Tennessee-based Green Ballast registered its IPO and now waits for daylight

By Milt Capps updated 4:51 p.m.


Tennessee-based Green Ballast registered its IPO and now waits for daylight | IPO, FINRA, SEC, LEED, environment, commercial real estate, U.S. Green Building Council, Green Ballast, lighting, energy, conservation, construction, engineering, intellectual property, patents

CEO Kevin Adams

Updated: Green Ballast went public in 2011. On March 2, 2021, the SEC revoked its registration for inadequate reporting.-Ed.

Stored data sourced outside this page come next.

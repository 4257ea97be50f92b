//! Incremental parsing of extractor output into progress updates.
//!
//! Output arrives in arbitrary chunks. Each stream gets its own
//! [`LineBuffer`]; completed lines are classified by [`classify_line`] and
//! the resulting [`ProgressEvent`]s are applied to the job record.

mod buffer;
mod classify;

pub use buffer::LineBuffer;
pub use classify::{classify_line, DownloadLine, ProgressEvent};
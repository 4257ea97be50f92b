pub mod admission;
pub mod config;
pub mod job;
pub mod logging;
pub mod progress;
pub mod queue;
pub mod supervisor;
//! Extractor process supervision.
//!
//! One process per job. The supervisor owns the child handle and both
//! output pipes for the lifetime of the run, feeds the output through the
//! progress parser, and reports the exit back through a [`JobSink`] only
//! after both streams are fully drained.

mod args;
mod run;

pub use args::{build_args, FILEPATH_TRAILER, OUTPUT_TEMPLATE};

use std::path::PathBuf;
use std::process::Stdio;
use std::sync::Arc;

use tokio::process::Command;
use tokio::sync::oneshot;

use crate::job::{Job, JobId};
use crate::progress::ProgressEvent;

/// Locations of the external binaries. How they are found is the caller's business.
#[derive(Debug, Clone, PartialEq, Eq)]
pub struct ExtractorPaths {
    pub extractor: PathBuf,
    pub encoder: PathBuf,
}

/// Outcome of one extractor run.
#[derive(Debug, Clone, PartialEq, Eq, Default)]
pub struct ExitReport {
    /// `None` when the process was ended by a signal or could not be waited on.
    pub code: Option<i32>,
    /// Everything the process wrote to standard error.
    pub stderr: String,
}

impl ExitReport {
    pub fn success(&self) -> bool {
        self.code == Some(0)
    }
}

/// The extractor binary could not be launched.
#[derive(Debug, thiserror::Error)]
#[error("failed to launch extractor {}: {source}", program.display())]
pub struct SpawnError {
    pub program: PathBuf,
    #[source]
    pub source: std::io::Error,
}

/// Receiver of per-job process events (implemented by the queue engine).
pub trait JobSink: Send + Sync + 'static {
    /// A classified output line from either stream.
    fn on_progress(&self, id: JobId, event: ProgressEvent);

    /// The process exited and its streams are closed.
    fn on_exit(self: Arc<Self>, id: JobId, report: ExitReport);
}

/// Handle to a live extractor process.
#[derive(Debug)]
pub struct RunningProcess {
    job_id: JobId,
    terminate: Option<oneshot::Sender<()>>,
}

impl RunningProcess {
    pub fn job_id(&self) -> JobId {
        self.job_id
    }

    /// Ask the process to stop with a graceful termination signal.
    /// Returns immediately; the exit still arrives through [`JobSink::on_exit`].
    /// Only the first request has any effect.
    pub fn terminate(&mut self) -> bool {
        match self.terminate.take() {
            Some(tx) => tx.send(()).is_ok(),
            None => false,
        }
    }
}

/// Launch the extractor for `job` and start supervising it.
///
/// Must be called from within a Tokio runtime.
pub fn spawn_job<S: JobSink>(
    paths: &ExtractorPaths,
    job: &Job,
    sink: Arc<S>,
) -> Result<RunningProcess, SpawnError> {
    let args = build_args(job, &paths.encoder);
    tracing::info!(
        job_id = %job.id,
        extractor = %paths.extractor.display(),
        args = args.len(),
        "starting extractor"
    );

    let mut cmd = Command::new(&paths.extractor);
    cmd.args(&args)
        .stdin(Stdio::null())
        .stdout(Stdio::piped())
        .stderr(Stdio::piped());
    // Own process group: a terminal Ctrl-C reaches the front end only, and
    // termination goes to the extractor and its transcoder together.
    #[cfg(unix)]
    cmd.process_group(0);

    let child = cmd
        .spawn()
        .map_err(|source| SpawnError {
            program: paths.extractor.clone(),
            source,
        })?;

    let (tx, rx) = oneshot::channel();
    tokio::spawn(run::supervise(child, job.id, sink, rx));

    Ok(RunningProcess {
        job_id: job.id,
        terminate: Some(tx),
    })
}
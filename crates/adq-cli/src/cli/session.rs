//! A queue wired to a stdout renderer, shared by `adq get` and `adq shell`.

use adq_core::admission::PlanTier;
use adq_core::config::AdqConfig;
use adq_core::job::QueueSnapshot;
use adq_core::queue::DownloadQueue;
use std::time::Instant;
use tokio::sync::mpsc;
use tokio::task::JoinHandle;

use super::render::Renderer;

pub struct Session {
    pub queue: DownloadQueue,
    render: JoinHandle<()>,
}

impl Session {
    /// Build the queue. Snapshots are handed to a render task over an
    /// unbounded channel, so the listener never blocks the queue lock.
    pub fn start(cfg: &AdqConfig, plan: Option<PlanTier>, json: bool) -> Self {
        let plan = plan.unwrap_or_else(|| cfg.plan_tier());
        let (tx, mut rx) = mpsc::unbounded_channel::<QueueSnapshot>();
        let queue = DownloadQueue::new(
            cfg.extractor_paths(),
            plan,
            cfg.tier_limits(),
            move |snap: &QueueSnapshot| {
                let _ = tx.send(snap.clone());
            },
        );
        tracing::info!(plan = %plan, extractor = %cfg.extractor_path.display(), "queue started");

        let render = tokio::spawn(async move {
            let mut renderer = Renderer::new(json);
            while let Some(snap) = rx.recv().await {
                for line in renderer.lines(&snap, Instant::now()) {
                    println!("{line}");
                }
            }
        });

        Self { queue, render }
    }

    /// Cancel everything still queued (active job first).
    pub fn cancel_all(&self) {
        let state = self.queue.get_state();
        if let Some(active) = state.active_id {
            self.queue.cancel(&active);
        }
        for job in state.jobs.iter().filter(|j| j.status.is_queued()) {
            self.queue.cancel(&job.id);
        }
    }

    /// Wait for the queue to drain, flush the renderer and return the final state.
    pub async fn finish(self) -> QueueSnapshot {
        self.queue.wait_idle().await;
        let state = self.queue.get_state();
        // The render task ends once the last queue handle (and its listener) is dropped.
        drop(self.queue);
        if let Err(e) = self.render.await {
            tracing::warn!("render task: {}", e);
        }
        state
    }
}
//! Extractor command line for one job.

use std::ffi::OsString;
use std::path::Path;

use crate::job::Job;

/// Output filename template handed to the extractor.
pub const OUTPUT_TEMPLATE: &str = "%(title)s.%(ext)s";

/// Asks the extractor to print the final file path once it is moved into place.
pub const FILEPATH_TRAILER: &str = "after_move:%(filepath)s";

/// Best available audio quality.
const AUDIO_QUALITY: &str = "0";

/// Build the extractor argument vector for `job`, using `encoder` for transcoding.
pub fn build_args(job: &Job, encoder: &Path) -> Vec<OsString> {
    let opts = &job.options;
    let mut args: Vec<OsString> = vec![
        job.url.trim().into(),
        "-x".into(),
        "--audio-format".into(),
        opts.audio_format.as_str().into(),
        "--audio-quality".into(),
        AUDIO_QUALITY.into(),
        "--ffmpeg-location".into(),
        encoder.as_os_str().to_owned(),
        "-o".into(),
        OUTPUT_TEMPLATE.into(),
        "--paths".into(),
        opts.output_dir.as_os_str().to_owned(),
        "--progress".into(),
        "--newline".into(),
    ];

    if opts.embed_metadata {
        args.push("--embed-metadata".into());
    }
    if opts.embed_thumbnail {
        args.push("--embed-thumbnail".into());
    }
    if !opts.allow_playlists {
        args.push("--no-playlist".into());
    }

    args.push("--print".into());
    args.push(FILEPATH_TRAILER.into());
    args
}
//! Job records: one user-requested extraction and its evolving state.
//!
//! Records are plain data. All mutation goes through the queue engine,
//! which owns the collection and publishes [`QueueSnapshot`]s.

mod types;

pub use types::*;

use std::time::{SystemTime, UNIX_EPOCH};

/// Milliseconds since the Unix epoch, used for created/started/finished stamps.
pub fn now_unix_ms() -> i64 {
    SystemTime::now()
        .duration_since(UNIX_EPOCH)
        .map(|d| d.as_millis() as i64)
        .unwrap_or_default()
}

GREEN BALLAST Inc., the Memphis-based creator-producer of electronic ballasts that save energy by 'harvesting' daylight, is awaiting standard FINRA review and the awarding of a stock symbol for OTC:BB trading.

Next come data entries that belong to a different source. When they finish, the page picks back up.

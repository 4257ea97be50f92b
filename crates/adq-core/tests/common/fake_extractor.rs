//! A POSIX shell script that imitates the extractor's output contract.
//!
//! Behavior is chosen by the URL:
//! - `*fail*`   writes an error to stderr and exits 1
//! - `*flaky*`  fails the first time, succeeds afterwards
//! - `*hang0*`  blocks until SIGTERM, then exits 0
//! - `*hang1*`  blocks until SIGTERM, then exits 3
//! - `*warn*`   writes a path-like warning to stderr, progress to stdout,
//!   exits 0 without printing a final path
//! - `*pgid*`   records `<pid> <process group>` in `pgid` (Linux `/proc`),
//!   then behaves like the default
//! - anything else prints progress and the final path, exits 0
//!
//! Each run appends its URL to `order.log` in the output directory once
//! signal handling is in place.

use std::path::{Path, PathBuf};
use std::sync::OnceLock;

pub const ORDER_LOG: &str = "order.log";
pub const TRACK_NAME: &str = "track.mp3";

const SCRIPT: &str = r#"#!/bin/sh
url="$1"
out=""
prev=""
for a in "$@"; do
  if [ "$prev" = "--paths" ]; then out="$a"; fi
  prev="$a"
done
case "$url" in
  *hang0*) trap 'exit 0' TERM ;;
  *hang1*) trap 'exit 3' TERM ;;
esac
echo "$url" >> "$out/order.log"
case "$url" in
  *pgid*) echo "$$ $(cut -d' ' -f5 /proc/$$/stat)" > "$out/pgid" ;;
esac
case "$url" in
  *hang*)
    echo "[download]   5.0% of 3.00MiB at 1.00MiB/s ETA 00:03"
    sleep 30 >/dev/null 2>&1 &
    wait $!
    exit 0 ;;
  *fail*)
    echo "[youtube] abc: Downloading webpage"
    echo "ERROR: unsupported URL: $url" >&2
    exit 1 ;;
  *warn*)
    echo "/usr/lib/python3/dist-packages/yt_dlp/utils.py:1: DeprecationWarning: old api" >&2
    echo "[download] 100.0% of 1.00MiB at 1.00MiB/s ETA 00:00"
    exit 0 ;;
  *flaky*)
    if [ ! -f "$out/flaky.seen" ]; then
      touch "$out/flaky.seen"
      echo "[download]  37.0% of 2.00MiB at 1.00MiB/s ETA 00:02"
      echo "ERROR: transient failure" >&2
      exit 2
    fi ;;
esac
echo "[youtube] abc: Downloading webpage"
sleep 0.2
echo "[download]  10.0% of 1.00MiB at 100.00KiB/s ETA 00:09"
echo "[download] 100.0% of 1.00MiB at 1.00MiB/s ETA 00:00"
echo "[ExtractAudio] Destination: $out/track.mp3"
printf '%s' "$out/track.mp3"
exit 0
"#;

/// Path to the script, written once per test binary.
///
/// Every test calls this before spawning anything, so no forked child can
/// hold the script open for writing when it is executed (ETXTBSY).
#[cfg(unix)]
pub fn install() -> PathBuf {
    use std::os::unix::fs::PermissionsExt;

    static DIR: OnceLock<tempfile::TempDir> = OnceLock::new();
    let dir = DIR.get_or_init(|| {
        let dir = tempfile::tempdir().unwrap();
        let path = dir.path().join("fake-extractor.sh");
        std::fs::write(&path, SCRIPT).unwrap();
        std::fs::set_permissions(&path, std::fs::Permissions::from_mode(0o755)).unwrap();
        dir
    });
    dir.path().join("fake-extractor.sh")
}

pub fn read_order(out: &Path) -> Vec<String> {
    std::fs::read_to_string(out.join(ORDER_LOG))
        .unwrap_or_default()
        .lines()
        .map(str::to_string)
        .collect()
}
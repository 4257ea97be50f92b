use anyhow::{Context, Result};
use serde::{Deserialize, Serialize};
use std::fs;
use std::path::{Path, PathBuf};

use crate::admission::{PlanTier, TierLimits};
use crate::job::{AudioFormat, JobOptions};
use crate::supervisor::ExtractorPaths;

/// Default per-job options (`[defaults]` section in config.toml).
#[derive(Debug, Clone, Serialize, Deserialize)]
#[serde(default)]
pub struct JobDefaults {
    /// Where finished files go; the caller's fallback (usually the current directory) if unset.
    #[serde(skip_serializing_if = "Option::is_none")]
    pub output_dir: Option<PathBuf>,
    pub audio_format: AudioFormat,
    pub embed_metadata: bool,
    pub embed_thumbnail: bool,
    pub allow_playlists: bool,
}

impl Default for JobDefaults {
    fn default() -> Self {
        Self {
            output_dir: None,
            audio_format: AudioFormat::Mp3,
            embed_metadata: true,
            embed_thumbnail: true,
            allow_playlists: false,
        }
    }
}

/// Global configuration loaded from `~/.config/adq/config.toml`.
#[derive(Debug, Clone, Serialize, Deserialize)]
pub struct AdqConfig {
    /// Extractor executable (yt-dlp compatible); a bare name is looked up on PATH.
    pub extractor_path: PathBuf,
    /// Transcoder handed to the extractor via `--ffmpeg-location`.
    pub encoder_path: PathBuf,
    /// Plan tier; unknown names fall back to "free".
    #[serde(default)]
    pub plan: String,
    /// Optional override of the finite tier limits.
    #[serde(default)]
    pub limits: Option<TierLimits>,
    #[serde(default)]
    pub defaults: JobDefaults,
}

impl Default for AdqConfig {
    fn default() -> Self {
        Self {
            extractor_path: PathBuf::from("yt-dlp"),
            encoder_path: PathBuf::from("ffmpeg"),
            plan: PlanTier::Free.as_str().to_string(),
            limits: None,
            defaults: JobDefaults::default(),
        }
    }
}

impl AdqConfig {
    pub fn plan_tier(&self) -> PlanTier {
        PlanTier::from_str_lossy(&self.plan)
    }

    pub fn tier_limits(&self) -> TierLimits {
        self.limits.unwrap_or_default()
    }

    pub fn extractor_paths(&self) -> ExtractorPaths {
        ExtractorPaths {
            extractor: self.extractor_path.clone(),
            encoder: self.encoder_path.clone(),
        }
    }

    /// Resolve the `[defaults]` section into concrete job options.
    pub fn job_options(&self, fallback_dir: &Path) -> JobOptions {
        let d = &self.defaults;
        JobOptions {
            output_dir: d
                .output_dir
                .clone()
                .unwrap_or_else(|| fallback_dir.to_path_buf()),
            audio_format: d.audio_format,
            embed_metadata: d.embed_metadata,
            embed_thumbnail: d.embed_thumbnail,
            allow_playlists: d.allow_playlists,
        }
    }
}

pub fn config_path() -> Result<PathBuf> {
    let xdg_dirs = xdg::BaseDirectories::with_prefix("adq")?;
    Ok(xdg_dirs.place_config_file("config.toml")?)
}

/// Load configuration from disk, creating a default file if none exists.
pub fn load_or_init() -> Result<AdqConfig> {
    load_or_init_at(&config_path()?)
}

pub fn load_or_init_at(path: &Path) -> Result<AdqConfig> {
    if !path.exists() {
        let default_cfg = AdqConfig::default();
        let toml = toml::to_string_pretty(&default_cfg)?;
        if let Some(parent) = path.parent() {
            fs::create_dir_all(parent)?;
        }
        fs::write(path, toml).with_context(|| format!("write config {}", path.display()))?;
        tracing::info!("created default config at {}", path.display());
        return Ok(default_cfg);
    }

    let data = fs::read_to_string(path)
        .with_context(|| format!("read config {}", path.display()))?;
    let cfg: AdqConfig =
        toml::from_str(&data).with_context(|| format!("parse config {}", path.display()))?;
    Ok(cfg)
}
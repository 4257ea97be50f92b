//! `adq get <url>...` – queue the URLs, download them one by one, then exit.

use adq_core::admission::PlanTier;
use adq_core::config::AdqConfig;
use adq_core::job::{JobOptions, JobStatus, QueueSnapshot};
use anyhow::{bail, Result};

use crate::cli::session::Session;

pub async fn run_get(
    cfg: &AdqConfig,
    urls: &[String],
    opts: JobOptions,
    plan: Option<PlanTier>,
    json: bool,
) -> Result<()> {
    let session = Session::start(cfg, plan, json);

    let mut admitted = 0usize;
    for url in urls {
        match session.queue.add(url, opts.clone()) {
            Ok(_) => admitted += 1,
            Err(e) => eprintln!("skipped {url}: {e} [{}]", e.code()),
        }
    }

    if admitted > 0 {
        tokio::select! {
            _ = session.queue.wait_idle() => {}
            res = tokio::signal::ctrl_c() => {
                if let Err(e) = res {
                    tracing::warn!("ctrl-c handler: {}", e);
                }
                tracing::info!("interrupted, canceling queued jobs");
                session.cancel_all();
            }
        }
    }

    let state = session.finish().await;
    summarize(&state, urls.len() - admitted)
}

/// Print a one-line summary; error when anything failed or was refused.
fn summarize(state: &QueueSnapshot, refused: usize) -> Result<()> {
    let count = |s: JobStatus| state.jobs.iter().filter(|j| j.status == s).count();
    let failed = count(JobStatus::Failed);
    eprintln!(
        "{} completed, {} failed, {} canceled, {} refused",
        count(JobStatus::Completed),
        failed,
        count(JobStatus::Canceled),
        refused
    );
    if failed + refused > 0 {
        bail!("{} download(s) did not complete", failed + refused);
    }
    Ok(())
}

The startup filed in December, saying it would price its stock at $0.25 per share and projecting a $6.1MM total raise. FINRA is likely to issue the symbol this month, and the stock would begin trading soon after that, said founder and CEO Kevin Adams.

Net proceeds of the IPO are to be used mainly to produce inventory and build out its compliance, marketing, sales and channel-development team, Adams told VNC. The company's Dec. 6 SEC filing shows 41 selling shareholders, and notes that from inception in April 2011 through August that year, the company generated an operating loss of nearly $1.4MM.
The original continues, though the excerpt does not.